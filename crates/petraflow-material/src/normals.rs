//! Fracture-normal direction resolution.
//!
//! The normal source is selected once at model construction and is an
//! explicit two-variant choice: either the configured normals are used
//! directly, or the normals are derived from the eigenvectors of the
//! current stress tensor, under the modeling assumption that fracture
//! planes align with principal stress directions.

use petraflow_math::{symmetric_eigen, DMat3, DVec3};
use serde::{Deserialize, Serialize};

/// Source of the three fracture-plane normals (orthotropic model).
#[derive(Debug, Clone, Copy, Serialize, Deserialize)]
#[serde(rename_all = "snake_case")]
pub enum NormalSource {
    /// Fixed, configured normals — one unit vector per column.
    Constant(DMat3),
    /// Eigenvectors of the current stress tensor, one per column,
    /// ordered by ascending principal stress.
    PrincipalStress,
}

impl NormalSource {
    /// Resolve the 3×3 tensor whose columns are the fracture normals.
    pub fn resolve(&self, stress: &DMat3) -> DMat3 {
        match self {
            NormalSource::Constant(normals) => *normals,
            NormalSource::PrincipalStress => symmetric_eigen(stress).eigenvectors,
        }
    }
}

/// Source of the single fracture-plane normal (single-plane model).
#[derive(Debug, Clone, Copy, Serialize, Deserialize)]
#[serde(rename_all = "snake_case")]
pub enum PlaneNormalSource {
    /// Fixed, configured normal vector.
    Constant(DVec3),
    /// Eigenvector of the largest principal stress (last column of the
    /// ascending-ordered eigen-decomposition).
    MajorPrincipalStress,
}

impl PlaneNormalSource {
    /// Resolve the fracture-plane normal.
    pub fn resolve(&self, stress: &DMat3) -> DVec3 {
        match self {
            PlaneNormalSource::Constant(normal) => *normal,
            PlaneNormalSource::MajorPrincipalStress => symmetric_eigen(stress).eigenvectors.col(2),
        }
    }
}
//! # petraflow-material
//!
//! Permeability constitutive models for fractured porous rock.
//!
//! ## Design
//!
//! The [`PermeabilityModel`] trait defines the interface for computing a
//! rank-2 permeability tensor from a per-point stress/strain snapshot.
//! Implementors model flow enhancement from fractures embedded in an
//! isotropic rock matrix, after Zill et al. (2021), *Hydro-mechanical
//! continuum modelling of fluid percolation through rock*:
//!
//! - [`OrthotropicEmbeddedFracture`] — three mutually orthogonal fracture
//!   planes, one aperture evolution per plane.
//! - [`SinglePlaneEmbeddedFracture`] — one fracture plane, normal fixed or
//!   aligned with the largest principal stress.
//!
//! Both are pure functions of `(stress, strain, configuration)`: no state
//! is retained between calls, so the host may evaluate many points
//! concurrently with no synchronization.

pub mod config;
pub mod embedded_fracture;
pub mod normals;
pub mod single_plane;
pub mod state;
pub mod traits;

pub use config::{OrthotropicFractureConfig, SinglePlaneFractureConfig, StrainMeasure};
pub use embedded_fracture::OrthotropicEmbeddedFracture;
pub use normals::{NormalSource, PlaneNormalSource};
pub use single_plane::SinglePlaneEmbeddedFracture;
pub use state::{permeability_component, PointState};
pub use traits::PermeabilityModel;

────────

— What you should do —
Copy every entry exactly.

— Task response —
filename crates/petraflow-material/src/normals.rs
//! Fracture-normal direction resolution.
//!
//! The normal source is selected once at model construction and is an
//! explicit two-variant choice: either the configured normals are used
//! directly, or the normals are derived from the eigenvectors of the
//! current stress tensor, under the modeling assumption that fracture
//! planes align with principal stress directions.

use petraflow_math::{symmetric_eigen, DMat3, DVec3};
use serde::{Deserialize, Serialize};

/// Source of the three fracture-plane normals (orthotropic model).
#[derive(Debug, Clone, Copy, Serialize, Deserialize)]
#[serde(rename_all = "snake_case")]
pub enum NormalSource {
    /// Fixed, configured normals — one unit vector per column.
    Constant(DMat3),
    /// Eigenvectors of the current stress tensor, one per column,
    /// ordered by ascending principal stress.
    PrincipalStress,
}

impl NormalSource {
    /// Resolve the 3×3 tensor whose columns are the fracture normals.
    pub fn resolve(&self, stress: &DMat3) -> DMat3 {
        match self {
            NormalSource::Constant(normals) => *normals,
            NormalSource::PrincipalStress => symmetric_eigen(stress).eigenvectors,
        }
    }
}

/// Source of the single fracture-plane normal (single-plane model).
#[derive(Debug, Clone, Copy, Serialize, Deserialize)]
#[serde(rename_all = "snake_case")]
pub enum PlaneNormalSource {
    /// Fixed, configured normal vector.
    Constant(DVec3),
    /// Eigenvector of the largest principal stress (last column of the
    /// ascending-ordered eigen-decomposition).
    MajorPrincipalStress,
}

impl PlaneNormalSource {
    /// Resolve the fracture-plane normal.
    pub fn resolve(&self, stress: &DMat3) -> DVec3 {
        match self {
            PlaneNormalSource::Constant(normal) => *normal,
            PlaneNormalSource::MajorPrincipalStress => symmetric_eigen(stress).eigenvectors.col(2),
        }
    }
}
//! # petraflow-material
//!
//! Permeability constitutive models for fractured porous rock.
//!
//! ## Design
//!
//! The [`PermeabilityModel`] trait defines the interface for computing a
//! rank-2 permeability tensor from a per-point stress/strain snapshot.
//! Implementors model flow enhancement from fractures embedded in an
//! isotropic rock matrix, after Zill et al. (2021), *Hydro-mechanical
//! continuum modelling of fluid percolation through rock*:
//!
//! - [`OrthotropicEmbeddedFracture`] — three mutually orthogonal fracture
//!   planes, one aperture evolution per plane.
//! - [`SinglePlaneEmbeddedFracture`] — one fracture plane, normal fixed or
//!   aligned with the largest principal stress.
//!
//! Both are pure functions of `(stress, strain, configuration)`: no state
//! is retained between calls, so the host may evaluate many points
//! concurrently with no synchronization.

pub mod config;
pub mod embedded_fracture;
pub mod normals;
pub mod single_plane;
pub mod state;
pub mod traits;

pub use config::{OrthotropicFractureConfig, SinglePlaneFractureConfig, StrainMeasure};
pub use embedded_fracture::OrthotropicEmbeddedFracture;
pub use normals::{NormalSource, PlaneNormalSource};
pub use single_plane::SinglePlaneEmbeddedFracture;
pub use state::{permeability_component, PointState};
pub use traits::PermeabilityModel;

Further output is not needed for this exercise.